Du bétonneur au fabricant de tentes, du fournisseur de matériel médical au développeur de solutions numériques, c’est tout le tissu économique qui bénéficiera de commandes publiques stratégiques. Mais l’enjeu ne s’arrête pas aux commandes. Les plateformes reposent sur un dispositif digitalisé et unifié, garantissant des délais d’intervention moyens de six heures. Un défi logistique qui oblige le Maroc à renforcer ses compétences en gestion de flux, traçabilité, intelligence artificielle et cybersécurité.
En inscrivant ces plateformes dans une vision à long terme, c’est une logique de résilience de l’économie qui prédomine. Une démarche qui, selon plusieurs économistes, pourrait devenir un avantage comparatif dans un monde exposé à l’instabilité climatique.
«Le Maroc devient l’un des premiers pays d’Afrique à institutionnaliser l’économie de la résilience, c’est-à-dire à faire de la prévention et de la gestion des risques un secteur structuré de l’économie», commente un économiste spécialisé en politiques publiques.
Cette orientation pourrait d’ailleurs séduire les investisseurs internationaux soucieux d’intégrer les critères ESG (environnement, social, gouvernance) dans leurs choix. Outre la prévention, cette stratégie permet de limiter l’impact économique des sinistres, car le risque a un coût réel. Mais comme le pays ne dispose pas encore d’institutions ou d’instituts spécialisés dans la prévention des risques, certains experts recommandent d’intégrer cette spécialité dans les cursus universitaires. Toutefois, sur le plan organisationnel, des inquiétudes persistent.
«Comme beaucoup d’initiatives impulsées par le Roi, celle-ci se veut pionnière et stratégique, mais l’exécution soulève des inquiétudes, à l’image d’autres chantiers dont les effets n’ont pas toujours été à la hauteur des ambitions affichées. L’autre défi réside dans la pédagogie, car cette initiative implique aussi une mobilisation de la société civile», prévient l’économiste.
Le gain pourrait également se manifester au niveau des produits périssables, dont les pertes se chiffrent en tonnes, faute de structures de conservation. À terme, certains observateurs estiment que le Maroc pourrait exporter son modèle, notamment vers des pays africains particulièrement exposés aux risques climatiques ou géopolitiques.
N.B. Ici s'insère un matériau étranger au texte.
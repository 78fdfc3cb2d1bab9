//! Per-session mutable state shared by tools and callbacks.

use serde_json::{Map, Value};

/// State key for the parsed resume data.
pub const JOB_HISTORY: &str = "job_history";

/// State key for accumulated career goals.
pub const CAREER_GOALS: &str = "career_goals";

/// The mutable mapping shared by all tools and callbacks within one session.
///
/// There is no transaction or locking primitive; callers apply merge
/// semantics explicitly. Mutation is last-writer-wins per key.
#[derive(Debug, Clone, Default, PartialEq)]
pub struct SessionState {
    values: Map<String, Value>,
}

impl SessionState {
    pub fn new() -> Self {
        Self::default()
    }

    /// Read a value by key.
    pub fn read(&self, key: &str) -> Option<&Value> {
        self.values.get(key)
    }

    /// Write a value under a key, replacing any previous value.
    pub fn write(&mut self, key: impl Into<String>, value: Value) {
        self.values.insert(key.into(), value);
    }

    /// Whether parsed resume data exists.
    pub fn has_job_history(&self) -> bool {
        self.values.contains_key(JOB_HISTORY)
    }

    /// The parsed resume data, if any.
    pub fn job_history(&self) -> Option<&Map<String, Value>> {
        self.values.get(JOB_HISTORY).and_then(Value::as_object)
    }

    /// The resume data object, created empty on first access.
    pub fn job_history_mut(&mut self) -> &mut Map<String, Value> {
        self.values
            .entry(JOB_HISTORY.to_string())
            .or_insert_with(|| Value::Object(Map::new()))
            .as_object_mut()
            .expect("job_history is always an object")
    }

    /// The career-goals mapping, if any.
    pub fn career_goals(&self) -> Option<&Map<String, Value>> {
        self.values.get(CAREER_GOALS).and_then(Value::as_object)
    }

    /// The career-goals mapping, created empty on first access.
    pub fn career_goals_mut(&mut self) -> &mut Map<String, Value> {
        self.values
            .entry(CAREER_GOALS.to_string())
            .or_insert_with(|| Value::Object(Map::new()))
            .as_object_mut()
            .expect("career_goals is always an object")
    }

    /// Compact rendering of one key's value, for change tracing.
    pub fn fingerprint(&self, key: &str) -> Option<String> {
        self.values.get(key).map(Value::to_string)
    }
}
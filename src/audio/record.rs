//! Microphone capture on a dedicated OS thread.

use std::sync::Arc;
use std::sync::atomic::{AtomicBool, Ordering};
use std::thread::{self, JoinHandle};

use alsa::pcm::PCM;
use async_trait::async_trait;
use tokio::sync::mpsc;
use tokio::sync::mpsc::error::TrySendError;

use super::alsa_device::{self, AlsaParams};
use super::audio_system::CaptureSource;
use super::frame::{AudioFrame, FrameAssembler};
use crate::config::AudioConfig;
use crate::error::AudioError;

/// ALSA capture source.
///
/// The recording thread reads one period at a time, cuts the samples into
/// `chunk_size` frames and hands them to the session through a bounded
/// queue. When the session falls behind, new frames are dropped rather than
/// stalling the device.
pub struct AlsaCapture {
    device: String,
    rx: mpsc::Receiver<AudioFrame>,
    running: Arc<AtomicBool>,
    handle: Option<JoinHandle<()>>,
}

impl AlsaCapture {
    pub fn open(config: &AudioConfig) -> Result<Self, AudioError> {
        let (pcm, params) = alsa_device::open_capture(
            &config.input_device,
            config.input_sample_rate,
            u32::from(config.channels),
            config.chunk_size,
        )?;

        let assembler = FrameAssembler::new(config.input_format(), config.chunk_size);
        let (tx, rx) = mpsc::channel(config.capture_queue_frames);
        let running = Arc::new(AtomicBool::new(true));

        let handle = {
            let running = running.clone();
            thread::Builder::new()
                .name("audio-capture".into())
                .spawn(move || {
                    if let Err(e) = record_thread(pcm, params, assembler, tx, &running) {
                        tracing::error!("Recording thread error: {}", e);
                    }
                })
                .map_err(|e| AudioError::device(&config.input_device, e))?
        };

        Ok(Self {
            device: config.input_device.clone(),
            rx,
            running,
            handle: Some(handle),
        })
    }
}

#[async_trait]
impl CaptureSource for AlsaCapture {
    async fn next_frame(&mut self) -> Result<AudioFrame, AudioError> {
        self.rx
            .recv()
            .await
            .ok_or_else(|| AudioError::device(&self.device, "capture stream ended"))
    }

    fn discard_pending(&mut self) -> usize {
        let mut discarded = 0;
        while self.rx.try_recv().is_ok() {
            discarded += 1;
        }
        discarded
    }
}

impl Drop for AlsaCapture {
    fn drop(&mut self) {
        self.running.store(false, Ordering::SeqCst);
        self.rx.close();
        if let Some(h) = self.handle.take() {
            let _ = h.join();
        }
    }
}

fn record_thread(
    pcm: PCM,
    params: AlsaParams,
    mut assembler: FrameAssembler,
    tx: mpsc::Sender<AudioFrame>,
    running: &AtomicBool,
) -> Result<(), alsa::Error> {
    let channels = params.channels as usize;
    let io = pcm.io_i16()?;

    // ALSA read buffer (interleaved i16, one period)
    let mut read_buf = vec![0i16; params.period_size * channels];
    let mut dropped: u64 = 0;

    tracing::info!(
        "Recording started: rate={}, ch={}, period={}",
        params.sample_rate,
        params.channels,
        params.period_size,
    );

    while running.load(Ordering::Relaxed) {
        match io.readi(&mut read_buf) {
            Ok(frames) => {
                for frame in assembler.push(&read_buf[..frames * channels]) {
                    match tx.try_send(frame) {
                        Ok(()) => {
                            if dropped > 0 {
                                tracing::warn!("Capture queue recovered after dropping {} frames", dropped);
                                dropped = 0;
                            }
                        }
                        Err(TrySendError::Full(_)) => {
                            if dropped == 0 {
                                tracing::warn!("Capture queue full, dropping microphone frames");
                            }
                            dropped += 1;
                        }
                        Err(TrySendError::Closed(_)) => {
                            tracing::info!("Capture receiver dropped");
                            return Ok(());
                        }
                    }
                }
            }
            Err(e) => {
                tracing::warn!("ALSA capture error: {}, recovering...", e);
                // Samples around an XRUN are not contiguous.
                assembler.clear();
                pcm.prepare()?;
            }
        }
    }

    tracing::info!("Recording stopped");
    Ok(())
}
//! Speaker playback on a dedicated OS thread.

use std::thread::{self, JoinHandle};

use alsa::pcm::PCM;
use tokio::sync::mpsc;
use tokio::sync::mpsc::error::TrySendError;

use super::alsa_device::{self, AlsaParams};
use super::audio_system::PlaybackSink;
use super::frame::{AudioFormat, AudioFrame};
use crate::config::AudioConfig;
use crate::error::AudioError;

/// Consecutive failed XRUN recoveries before the rest of a frame is dropped.
const MAX_RECOVERY_RETRIES: u32 = 3;

/// ALSA playback sink.
///
/// `enqueue` never blocks: frames go into a bounded queue drained by the
/// playback thread. Dropping the sink closes the queue, lets the thread play
/// what is already queued and drains the device.
pub struct AlsaPlayback {
    device: String,
    tx: Option<mpsc::Sender<AudioFrame>>,
    handle: Option<JoinHandle<()>>,
}

impl AlsaPlayback {
    pub fn open(config: &AudioConfig) -> Result<Self, AudioError> {
        let (pcm, params) = alsa_device::open_playback(
            &config.output_device,
            config.output_sample_rate,
            u32::from(config.channels),
        )?;

        let format = config.output_format();
        let (tx, rx) = mpsc::channel(config.playback_queue_frames);

        let handle = thread::Builder::new()
            .name("audio-playback".into())
            .spawn(move || {
                if let Err(e) = play_thread(pcm, params, format, rx) {
                    tracing::error!("Playback thread error: {}", e);
                }
            })
            .map_err(|e| AudioError::device(&config.output_device, e))?;

        Ok(Self {
            device: config.output_device.clone(),
            tx: Some(tx),
            handle: Some(handle),
        })
    }
}

impl PlaybackSink for AlsaPlayback {
    fn enqueue(&self, frame: AudioFrame) -> Result<(), AudioError> {
        let Some(tx) = &self.tx else {
            return Err(AudioError::device(&self.device, "playback closed"));
        };
        match tx.try_send(frame) {
            Ok(()) => Ok(()),
            Err(TrySendError::Full(_)) => Err(AudioError::Overrun),
            Err(TrySendError::Closed(_)) => {
                Err(AudioError::device(&self.device, "playback stream ended"))
            }
        }
    }
}

impl Drop for AlsaPlayback {
    fn drop(&mut self) {
        // Closing the queue ends the thread once it has played the backlog.
        self.tx.take();
        if let Some(h) = self.handle.take() {
            let _ = h.join();
        }
    }
}

fn play_thread(
    pcm: PCM,
    params: AlsaParams,
    format: AudioFormat,
    mut rx: mpsc::Receiver<AudioFrame>,
) -> Result<(), alsa::Error> {
    let channels = params.channels as usize;
    let io = pcm.io_i16()?;
    let mut warned_format = false;

    tracing::info!(
        "Playback started: rate={}, ch={}, period={}",
        params.sample_rate,
        params.channels,
        params.period_size,
    );

    // Block until we receive a frame (or the queue closes)
    while let Some(frame) = rx.blocking_recv() {
        if frame.format() != format && !warned_format {
            tracing::warn!(
                "Inbound audio is {}Hz/{}ch but the device plays {}Hz/{}ch",
                frame.format().sample_rate,
                frame.format().channels,
                format.sample_rate,
                format.channels,
            );
            warned_format = true;
        }

        let pcm_data = frame.to_samples();
        let total_frames = pcm_data.len() / channels;
        let mut frames_written = 0;
        let mut retry_count = 0u32;

        // Short writes and XRUNs are retried without losing frames.
        while frames_written < total_frames {
            let offset = frames_written * channels;
            match io.writei(&pcm_data[offset..total_frames * channels]) {
                Ok(n) => {
                    frames_written += n;
                    retry_count = 0;
                }
                Err(e) => {
                    tracing::warn!("ALSA XRUN or error: {}, recovering...", e);
                    retry_count += 1;
                    pcm.prepare()?;

                    if retry_count >= MAX_RECOVERY_RETRIES {
                        tracing::error!(
                            "Max recovery retries ({}) reached. Dropping {} unwritten frames.",
                            retry_count,
                            total_frames - frames_written
                        );
                        break;
                    }
                }
            }
        }
    }

    tracing::info!("Playback queue closed, draining device");
    pcm.drain()?;
    tracing::info!("Playback stopped");
    Ok(())
}
//! Messages of the Gemini Live `BidiGenerateContent` WebSocket protocol and
//! their translation into link-level inbound messages.

use base64::Engine;
use base64::engine::general_purpose::STANDARD as BASE64;
use serde::{Deserialize, Serialize};
use serde_json::Value;

use crate::audio::{AudioFormat, AudioFrame};

// ======================== Link-level messages ========================

/// Who a transcript line belongs to.
#[derive(Debug, Clone, Copy, PartialEq, Eq)]
pub enum Role {
    User,
    Model,
}

/// Turn lifecycle signals from the service.
#[derive(Debug, Clone, PartialEq, Eq)]
pub enum TurnSignal {
    /// The user started talking over the response.
    UserSpeaking,
    TurnComplete,
    Error(String),
}

/// One demultiplexed inbound item, in arrival order.
#[derive(Debug, Clone, PartialEq, Eq)]
pub enum InboundMessage {
    Audio(AudioFrame),
    Text { role: Role, text: String },
    Turn(TurnSignal),
}

#[derive(Debug, thiserror::Error)]
pub enum ProtocolError {
    #[error("malformed server message: {0}")]
    Json(#[from] serde_json::Error),
}

// ======================== Client -> server ========================

#[derive(Serialize, Debug)]
#[serde(rename_all = "camelCase")]
pub struct SetupMessage {
    pub setup: Setup,
}

#[derive(Serialize, Debug)]
#[serde(rename_all = "camelCase")]
pub struct Setup {
    pub model: String,
    pub generation_config: GenerationConfig,
    pub system_instruction: Content,
    #[serde(skip_serializing_if = "Option::is_none")]
    pub input_audio_transcription: Option<Empty>,
    #[serde(skip_serializing_if = "Option::is_none")]
    pub output_audio_transcription: Option<Empty>,
}

#[derive(Serialize, Debug, Default)]
pub struct Empty {}

#[derive(Serialize, Debug)]
#[serde(rename_all = "camelCase")]
pub struct GenerationConfig {
    pub response_modalities: Vec<String>,
    pub speech_config: SpeechConfig,
}

#[derive(Serialize, Debug)]
#[serde(rename_all = "camelCase")]
pub struct SpeechConfig {
    pub voice_config: VoiceConfig,
}

#[derive(Serialize, Debug)]
#[serde(rename_all = "camelCase")]
pub struct VoiceConfig {
    pub prebuilt_voice_config: PrebuiltVoiceConfig,
}

#[derive(Serialize, Debug)]
#[serde(rename_all = "camelCase")]
pub struct PrebuiltVoiceConfig {
    pub voice_name: String,
}

#[derive(Serialize, Debug)]
pub struct Content {
    #[serde(skip_serializing_if = "Option::is_none")]
    pub role: Option<String>,
    pub parts: Vec<TextPart>,
}

#[derive(Serialize, Debug)]
pub struct TextPart {
    pub text: String,
}

#[derive(Serialize, Debug)]
#[serde(rename_all = "camelCase")]
pub struct RealtimeInputMessage {
    pub realtime_input: RealtimeInput,
}

#[derive(Serialize, Debug)]
pub struct RealtimeInput {
    pub audio: OutboundBlob,
}

#[derive(Serialize, Debug)]
#[serde(rename_all = "camelCase")]
pub struct OutboundBlob {
    pub data: String,
    pub mime_type: String,
}

#[derive(Serialize, Debug)]
#[serde(rename_all = "camelCase")]
pub struct ClientContentMessage {
    pub client_content: ClientContent,
}

#[derive(Serialize, Debug)]
#[serde(rename_all = "camelCase")]
pub struct ClientContent {
    pub turns: Vec<Content>,
    pub turn_complete: bool,
}

/// Parameters of the `setup` message.
#[derive(Debug, Clone)]
pub struct SetupParams<'a> {
    pub model: &'a str,
    pub voice_name: &'a str,
    pub response_modalities: &'a [String],
    pub system_instruction: &'a str,
    pub transcribe: bool,
}

pub fn setup_message(params: &SetupParams<'_>) -> SetupMessage {
    let model = if params.model.starts_with("models/") {
        params.model.to_string()
    } else {
        format!("models/{}", params.model)
    };

    SetupMessage {
        setup: Setup {
            model,
            generation_config: GenerationConfig {
                response_modalities: params.response_modalities.to_vec(),
                speech_config: SpeechConfig {
                    voice_config: VoiceConfig {
                        prebuilt_voice_config: PrebuiltVoiceConfig {
                            voice_name: params.voice_name.to_string(),
                        },
                    },
                },
            },
            system_instruction: Content {
                role: None,
                parts: vec![TextPart {
                    text: params.system_instruction.to_string(),
                }],
            },
            input_audio_transcription: params.transcribe.then(Empty::default),
            output_audio_transcription: params.transcribe.then(Empty::default),
        },
    }
}

pub fn audio_message(frame: &AudioFrame) -> RealtimeInputMessage {
    RealtimeInputMessage {
        realtime_input: RealtimeInput {
            audio: OutboundBlob {
                data: BASE64.encode(frame.as_bytes()),
                mime_type: frame.format().pcm_mime_type(),
            },
        },
    }
}

/// A complete user turn made of one text part.
pub fn user_text_message(text: &str) -> ClientContentMessage {
    ClientContentMessage {
        client_content: ClientContent {
            turns: vec![Content {
                role: Some("user".to_string()),
                parts: vec![TextPart {
                    text: text.to_string(),
                }],
            }],
            turn_complete: true,
        },
    }
}

// ======================== Server -> client ========================

#[derive(Deserialize, Debug, Default)]
#[serde(rename_all = "camelCase")]
pub struct ServerMessage {
    pub setup_complete: Option<Value>,
    pub server_content: Option<ServerContent>,
    pub go_away: Option<GoAway>,
    pub error: Option<ServerError>,
}

#[derive(Deserialize, Debug, Default)]
#[serde(rename_all = "camelCase", default)]
pub struct ServerContent {
    pub model_turn: Option<ModelTurn>,
    pub turn_complete: bool,
    pub interrupted: bool,
    pub input_transcription: Option<Transcription>,
    pub output_transcription: Option<Transcription>,
}

#[derive(Deserialize, Debug, Default)]
#[serde(default)]
pub struct ModelTurn {
    pub parts: Vec<InboundPart>,
}

#[derive(Deserialize, Debug, Default)]
#[serde(rename_all = "camelCase", default)]
pub struct InboundPart {
    pub text: Option<String>,
    pub inline_data: Option<InboundBlob>,
}

#[derive(Deserialize, Debug)]
#[serde(rename_all = "camelCase")]
pub struct InboundBlob {
    #[serde(default)]
    pub mime_type: String,
    pub data: String,
}

#[derive(Deserialize, Debug, Default)]
#[serde(default)]
pub struct Transcription {
    pub text: String,
}

#[derive(Deserialize, Debug, Default)]
#[serde(rename_all = "camelCase", default)]
pub struct GoAway {
    pub time_left: Option<String>,
}

#[derive(Deserialize, Debug, Default)]
#[serde(default)]
pub struct ServerError {
    pub code: Option<i64>,
    pub message: String,
}

impl ServerMessage {
    pub fn parse(raw: &[u8]) -> Result<Self, ProtocolError> {
        Ok(serde_json::from_slice(raw)?)
    }

    pub fn is_setup_complete(&self) -> bool {
        self.setup_complete.is_some()
    }

    /// Flatten into inbound messages in the order they should be handled.
    /// Audio without a rate in its mime type is assumed to be `fallback`.
    /// An audio part that does not decode is skipped, the rest of the
    /// message still comes through.
    pub fn into_inbound(self, fallback: AudioFormat) -> Vec<InboundMessage> {
        let mut out = Vec::new();

        if let Some(err) = self.error {
            let msg = match err.code {
                Some(code) => format!("{} ({})", err.message, code),
                None => err.message,
            };
            out.push(InboundMessage::Turn(TurnSignal::Error(msg)));
        }

        let Some(content) = self.server_content else {
            return out;
        };

        if content.interrupted {
            out.push(InboundMessage::Turn(TurnSignal::UserSpeaking));
        }
        if let Some(t) = content.input_transcription.filter(|t| !t.text.is_empty()) {
            out.push(InboundMessage::Text {
                role: Role::User,
                text: t.text,
            });
        }
        for part in content.model_turn.map(|t| t.parts).unwrap_or_default() {
            if let Some(blob) = part.inline_data {
                match BASE64.decode(blob.data.as_bytes()) {
                    Ok(data) => {
                        let format = AudioFormat::new(
                            pcm_rate(&blob.mime_type).unwrap_or(fallback.sample_rate),
                            fallback.channels,
                        );
                        out.push(InboundMessage::Audio(AudioFrame::from_bytes(data, format)));
                    }
                    Err(e) => tracing::warn!("Skipping undecodable audio part: {}", e),
                }
            }
            if let Some(text) = part.text.filter(|t| !t.is_empty()) {
                out.push(InboundMessage::Text {
                    role: Role::Model,
                    text,
                });
            }
        }
        if let Some(t) = content.output_transcription.filter(|t| !t.text.is_empty()) {
            out.push(InboundMessage::Text {
                role: Role::Model,
                text: t.text,
            });
        }
        if content.turn_complete {
            out.push(InboundMessage::Turn(TurnSignal::TurnComplete));
        }

        out
    }
}

/// `audio/pcm;rate=24000` -> `Some(24000)`
fn pcm_rate(mime_type: &str) -> Option<u32> {
    mime_type
        .split(';')
        .skip(1)
        .filter_map(|param| param.trim().split_once('='))
        .find(|(k, _)| k.trim().eq_ignore_ascii_case("rate"))
        .and_then(|(_, v)| v.trim().parse().ok())
}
Des stocks stratégiques pour une résilience optimale
Ce sont bien des stocks stratégiques qui se dessinent : des produits et équipements spécifiquement pensés pour garantir, en cas de catastrophe, une intervention rapide et une prise en charge efficace des populations sinistrées. Des abris d’urgence à la restauration collective, en passant par l’accès à l’eau potable, à l’électricité et aux soins médicaux, tout a été prévu pour répondre aux besoins essentiels dès les premières heures. Mais l’ambition ne s’arrête pas là.
Ces plateformes visent aussi à renforcer les capacités nationales de sauvetage, grâce à des stocks d’équipements spécialisés pour faire face aux inondations, aux séismes, aux glissements de terrain, aux coulées de boue, et même aux risques chimiques, industriels ou radiologiques.
Une infrastructure conçue pour déployer des moyens lourds et adaptés, capable de basculer en mode «crise» à tout moment, selon une logique de résilience totale. En somme, derrière des entrepôts aux allures fonctionnelles se dessine une mutation discrète mais profonde, celle d’un pays qui transforme ses vulnérabilités en opportunités et qui pourrait bien redéfinir son rôle économique à l’échelle régionale.